80 Wyoming Free Breakfast

Wildflowers-MooseCreek-6.28.15

Two wrinkled strangers

We trade motel pleasantries

They are old soulmates.


I drove, in summer of 2015, from Jackson, Wyoming to the Hill Country west of Austin, Texas.  I left Jackson one late afternoon.  I had three companions that day: a badly written spy-novel audiobook, a beautifully desolate high-desert landscape, and a warm sunset on my right shoulder.  I progressed as far south as Evanston, WY, near the Utah border.  There I spent the night in a Super 8.  Free HBO, complimentary breakfast.  It doesn’t matter how warm the milk, cold the coffee, stale the Frosted Flakes, dubious the waffle batter: free motel breakfast is winning the lottery.

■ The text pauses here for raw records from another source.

use crate::config::HistoryConfig;
use crate::detection::DetectionResult;
use crate::error::StorageError;
use crate::records::RecordStatus;
use std::collections::{HashMap, VecDeque};
use std::path::{Path, PathBuf};
use tokio::fs;
use tokio::sync::RwLock;
use tracing::{debug, info, warn};

const HISTORY_FILE: &str = "history.json";
const OVERRIDES_FILE: &str = "status_overrides.json";

/// Bounded local log of detection results, most-recent-first, persisted
/// as JSON. A best-effort cache: load and write failures degrade to an
/// empty or stale file, never to a crashed session.
pub struct DetectionHistory {
    capacity: usize,
    path: PathBuf,
    entries: RwLock<VecDeque<DetectionResult>>,
}

impl DetectionHistory {
    /// Open (or create) the history at the configured path
    pub async fn open(config: &HistoryConfig) -> Self {
        let path = Path::new(&config.path).join(HISTORY_FILE);
        let entries = Self::load(&path, config.capacity).await;

        info!(
            "Detection history opened with {} entries (capacity {})",
            entries.len(),
            config.capacity
        );

        Self {
            capacity: config.capacity,
            path,
            entries: RwLock::new(entries),
        }
    }

    async fn load(path: &Path, capacity: usize) -> VecDeque<DetectionResult> {
        let raw = match fs::read(path).await {
            Ok(raw) => raw,
            Err(err) if err.kind() == std::io::ErrorKind::NotFound => {
                debug!("No history file at {}", path.display());
                return VecDeque::new();
            }
            Err(err) => {
                warn!("Failed to read history file: {}", err);
                return VecDeque::new();
            }
        };

        match serde_json::from_slice::<Vec<DetectionResult>>(&raw) {
            Ok(mut list) => {
                list.truncate(capacity);
                list.into()
            }
            Err(err) => {
                warn!("History file is corrupt, starting empty: {}", err);
                VecDeque::new()
            }
        }
    }

    /// Append a result at the front, evicting the oldest past capacity,
    /// and persist the new list.
    pub async fn append(&self, result: DetectionResult) -> Result<(), StorageError> {
        {
            let mut entries = self.entries.write().await;
            entries.push_front(result);
            entries.truncate(self.capacity);
        }
        self.persist().await
    }

    /// Entries ordered most-recent-first
    pub async fn entries(&self) -> Vec<DetectionResult> {
        self.entries.read().await.iter().cloned().collect()
    }

    pub async fn len(&self) -> usize {
        self.entries.read().await.len()
    }

    pub async fn is_empty(&self) -> bool {
        self.entries.read().await.is_empty()
    }

    pub async fn clear(&self) -> Result<(), StorageError> {
        self.entries.write().await.clear();
        self.persist().await
    }

    async fn persist(&self) -> Result<(), StorageError> {
        if let Some(parent) = self.path.parent() {
            fs::create_dir_all(parent).await.map_err(StorageError::Write)?;
        }

        let list: Vec<DetectionResult> = self.entries.read().await.iter().cloned().collect();
        let raw = serde_json::to_vec_pretty(&list).map_err(|err| StorageError::Corrupt {
            details: err.to_string(),
        })?;

        fs::write(&self.path, raw).await.map_err(StorageError::Write)
    }
}

/// Locally applied status overrides for records the backend may not yet
/// reflect. Like the history, a best-effort cache keyed by record id.
pub struct StatusOverrides {
    path: PathBuf,
    map: RwLock<HashMap<String, RecordStatus>>,
}

impl StatusOverrides {
    pub async fn open(config: &HistoryConfig) -> Self {
        let path = Path::new(&config.path).join(OVERRIDES_FILE);

        let map = match fs::read(&path).await {
            Ok(raw) => serde_json::from_slice(&raw).unwrap_or_else(|err| {
                warn!("Status override file is corrupt, starting empty: {}", err);
                HashMap::new()
            }),
            Err(err) if err.kind() == std::io::ErrorKind::NotFound => HashMap::new(),
            Err(err) => {
                warn!("Failed to read status overrides: {}", err);
                HashMap::new()
            }
        };

        Self {
            path,
            map: RwLock::new(map),
        }
    }

    pub async fn set(&self, record_id: &str, status: RecordStatus) -> Result<(), StorageError> {
        self.map
            .write()
            .await
            .insert(record_id.to_string(), status);
        self.persist().await
    }

    pub async fn get(&self, record_id: &str) -> Option<RecordStatus> {
        self.map.read().await.get(record_id).copied()
    }

    /// Drop an override once the backend reflects it
    pub async fn remove(&self, record_id: &str) -> Result<(), StorageError> {
        self.map.write().await.remove(record_id);
        self.persist().await
    }

    pub async fn all(&self) -> HashMap<String, RecordStatus> {
        self.map.read().await.clone()
    }

    async fn persist(&self) -> Result<(), StorageError> {
        if let Some(parent) = self.path.parent() {
            fs::create_dir_all(parent).await.map_err(StorageError::Write)?;
        }

        let map = self.map.read().await.clone();
        let raw = serde_json::to_vec_pretty(&map).map_err(|err| StorageError::Corrupt {
            details: err.to_string(),
        })?;

        fs::write(&self.path, raw).await.map_err(StorageError::Write)
    }
}

#[cfg(test)]
mod tests {
    use super::*;
    use chrono::Utc;
    use tempfile::TempDir;

    fn result(frame_id: u64) -> DetectionResult {
        DetectionResult {
            frame_id,
            timestamp: Utc::now(),
            accident_detected: frame_id % 2 == 0,
            confidence: 0.5,
            predicted_class: "normal".to_string(),
        }
    }

    fn config_in(dir: &TempDir, capacity: usize) -> HistoryConfig {
        HistoryConfig {
            capacity,
            path: dir.path().to_string_lossy().to_string(),
        }
    }

    #[tokio::test]
    async fn test_append_and_read_back() {
        let dir = TempDir::new().unwrap();
        let history = DetectionHistory::open(&config_in(&dir, 100)).await;

        for i in 1..=5 {
            history.append(result(i)).await.unwrap();
        }

        let entries = history.entries().await;
        assert_eq!(entries.len(), 5);
        // Most recent first
        assert_eq!(entries[0].frame_id, 5);
        assert_eq!(entries[4].frame_id, 1);
    }

    #[tokio::test]
    async fn test_history_round_trip_across_reopen() {
        let dir = TempDir::new().unwrap();
        let config = config_in(&dir, 100);

        {
            let history = DetectionHistory::open(&config).await;
            for i in 1..=10 {
                history.append(result(i)).await.unwrap();
            }
        }

        let reopened = DetectionHistory::open(&config).await;
        let entries = reopened.entries().await;
        assert_eq!(entries.len(), 10);
        assert_eq!(entries[0].frame_id, 10);
    }

    #[tokio::test]
    async fn test_capacity_bound_drops_oldest() {
        let dir = TempDir::new().unwrap();
        let history = DetectionHistory::open(&config_in(&dir, 100)).await;

        for i in 1..=105 {
            history.append(result(i)).await.unwrap();
        }

        let entries = history.entries().await;
        assert_eq!(entries.len(), 100);
        // Only the oldest five are gone
        assert_eq!(entries[0].frame_id, 105);
        assert_eq!(entries[99].frame_id, 6);
    }

    #[tokio::test]
    async fn test_corrupt_file_starts_empty() {
        let dir = TempDir::new().unwrap();
        let config = config_in(&dir, 100);
        tokio::fs::write(dir.path().join(HISTORY_FILE), b"{ not json")
            .await
            .unwrap();

        let history = DetectionHistory::open(&config).await;
        assert!(history.is_empty().await);
    }

    #[tokio::test]
    async fn test_clear_persists() {
        let dir = TempDir::new().unwrap();
        let config = config_in(&dir, 100);

        let history = DetectionHistory::open(&config).await;
        history.append(result(1)).await.unwrap();
        history.clear().await.unwrap();

        let reopened = DetectionHistory::open(&config).await;
        assert!(reopened.is_empty().await);
    }

    #[tokio::test]
    async fn test_status_overrides_round_trip() {
        let dir = TempDir::new().unwrap();
        let config = config_in(&dir, 100);

        {
            let overrides = StatusOverrides::open(&config).await;
            overrides.set("rec-1", RecordStatus::Reviewed).await.unwrap();
            overrides.set("rec-2", RecordStatus::Dismissed).await.unwrap();
            overrides.remove("rec-2").await.unwrap();
        }

        let reopened = StatusOverrides::open(&config).await;
        assert_eq!(reopened.get("rec-1").await, Some(RecordStatus::Reviewed));
        assert_eq!(reopened.get("rec-2").await, None);
        assert_eq!(reopened.all().await.len(), 1);
    }
}
use chrono::{DateTime, Utc};
use serde::{Deserialize, Serialize};
use std::collections::VecDeque;

/// One classification reply from the backend. Constructed only from an
/// inbound result message correlated to a frame that was actually sent;
/// immutable afterwards.
#[derive(Debug, Clone, PartialEq, Serialize, Deserialize)]
pub struct DetectionResult {
    pub frame_id: u64,
    pub timestamp: DateTime<Utc>,
    pub accident_detected: bool,
    /// Classifier confidence in [0, 1]
    pub confidence: f64,
    pub predicted_class: String,
}

impl DetectionResult {
    /// Confidence as a display percentage, clamped to [0, 100]
    pub fn confidence_percent(&self) -> f64 {
        (self.confidence.clamp(0.0, 1.0)) * 100.0
    }
}

/// Bounded most-recent-first buffer of detection results backing the
/// live view. Adding past capacity evicts the oldest entry.
#[derive(Debug, Clone)]
pub struct RecentResults {
    entries: VecDeque<DetectionResult>,
    capacity: usize,
}

impl RecentResults {
    pub fn new(capacity: usize) -> Self {
        assert!(capacity > 0, "recent results capacity must be > 0");
        Self {
            entries: VecDeque::with_capacity(capacity),
            capacity,
        }
    }

    /// Insert a result at the front, evicting the oldest past capacity
    pub fn push(&mut self, result: DetectionResult) {
        self.entries.push_front(result);
        self.entries.truncate(self.capacity);
    }

    /// Most recent result, if any
    pub fn latest(&self) -> Option<&DetectionResult> {
        self.entries.front()
    }

    /// Results ordered most-recent-first
    pub fn iter(&self) -> impl Iterator<Item = &DetectionResult> {
        self.entries.iter()
    }

    pub fn len(&self) -> usize {
        self.entries.len()
    }

    pub fn is_empty(&self) -> bool {
        self.entries.is_empty()
    }

    pub fn capacity(&self) -> usize {
        self.capacity
    }

    pub fn clear(&mut self) {
        self.entries.clear();
    }

    /// Snapshot of the buffer contents, most-recent-first
    pub fn to_vec(&self) -> Vec<DetectionResult> {
        self.entries.iter().cloned().collect()
    }
}

#[cfg(test)]
mod tests {
    use super::*;

    fn result(frame_id: u64, accident: bool) -> DetectionResult {
        DetectionResult {
            frame_id,
            timestamp: Utc::now(),
            accident_detected: accident,
            confidence: 0.9,
            predicted_class: if accident { "accident" } else { "normal" }.to_string(),
        }
    }

    #[test]
    fn test_push_and_latest() {
        let mut recent = RecentResults::new(10);
        assert!(recent.latest().is_none());

        recent.push(result(1, false));
        recent.push(result(2, true));

        assert_eq!(recent.latest().unwrap().frame_id, 2);
        assert_eq!(recent.len(), 2);
    }

    #[test]
    fn test_eviction_at_capacity() {
        let mut recent = RecentResults::new(10);
        for i in 1..=12 {
            recent.push(result(i, false));
        }

        // Last 10 survive, most recent first
        assert_eq!(recent.len(), 10);
        let ids: Vec<u64> = recent.iter().map(|r| r.frame_id).collect();
        assert_eq!(ids, vec![12, 11, 10, 9, 8, 7, 6, 5, 4, 3]);
    }

    #[test]
    fn test_front_insert_order() {
        let mut recent = RecentResults::new(3);
        recent.push(result(1, false));
        recent.push(result(2, false));
        recent.push(result(3, false));
        recent.push(result(4, false));

        let ids: Vec<u64> = recent.to_vec().iter().map(|r| r.frame_id).collect();
        assert_eq!(ids, vec![4, 3, 2]);
    }

    #[test]
    fn test_clear() {
        let mut recent = RecentResults::new(5);
        recent.push(result(1, true));
        recent.clear();
        assert!(recent.is_empty());
        assert_eq!(recent.capacity(), 5);
    }

    #[test]
    fn test_confidence_percent_clamped() {
        let mut r = result(1, true);
        r.confidence = 1.4;
        assert_eq!(r.confidence_percent(), 100.0);
        r.confidence = -0.2;
        assert_eq!(r.confidence_percent(), 0.0);
        r.confidence = 0.87;
        assert!((r.confidence_percent() - 87.0).abs() < 1e-9);
    }
}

Next morning I sipped concentrate orange juice near the buffet.  The day began clear and cool and bright.  I studied a map, hunting for a hiking trailhead in the nearby Wasatch Mountains.  The sun quickly warmed the Super 8 lobby.  An elderly couple entered, sat down to their free breakfast.  I like to think that they were retirees from Nebraska, westward bound to visit their newborn granddaughter in Boise.

Their wore warm, sincere good-morning smiles.  The husband poured two cups of steaming coffee.  I wondered if he’d find it as watered-down as I did, then I wondered if he wondered if I was a snob, sulking over my styrofoam cup while longing for a latte.  He sat down to the newspaper.  The man’s wife arranged breakfast for two at the buffet.  He served the coffee, and she the food.  This was the morning ritual, and it did not change just because the place had.

I split the next five minutes focusing on my map and their meal.  As couples do in quiet moments, they conversed but barely spoke.  A nod, a grateful smile, pointing to a newspaper article, raised eyebrows in recognition.

I was moved.  I wanted so much to celebrate their casual grace, their collective dignity.  But the moment’s beauty was of course its quiet.  I rose from my table and left a moment later.  We exchanged glances and farewell nods.  He looked sad, the young man alone with his map.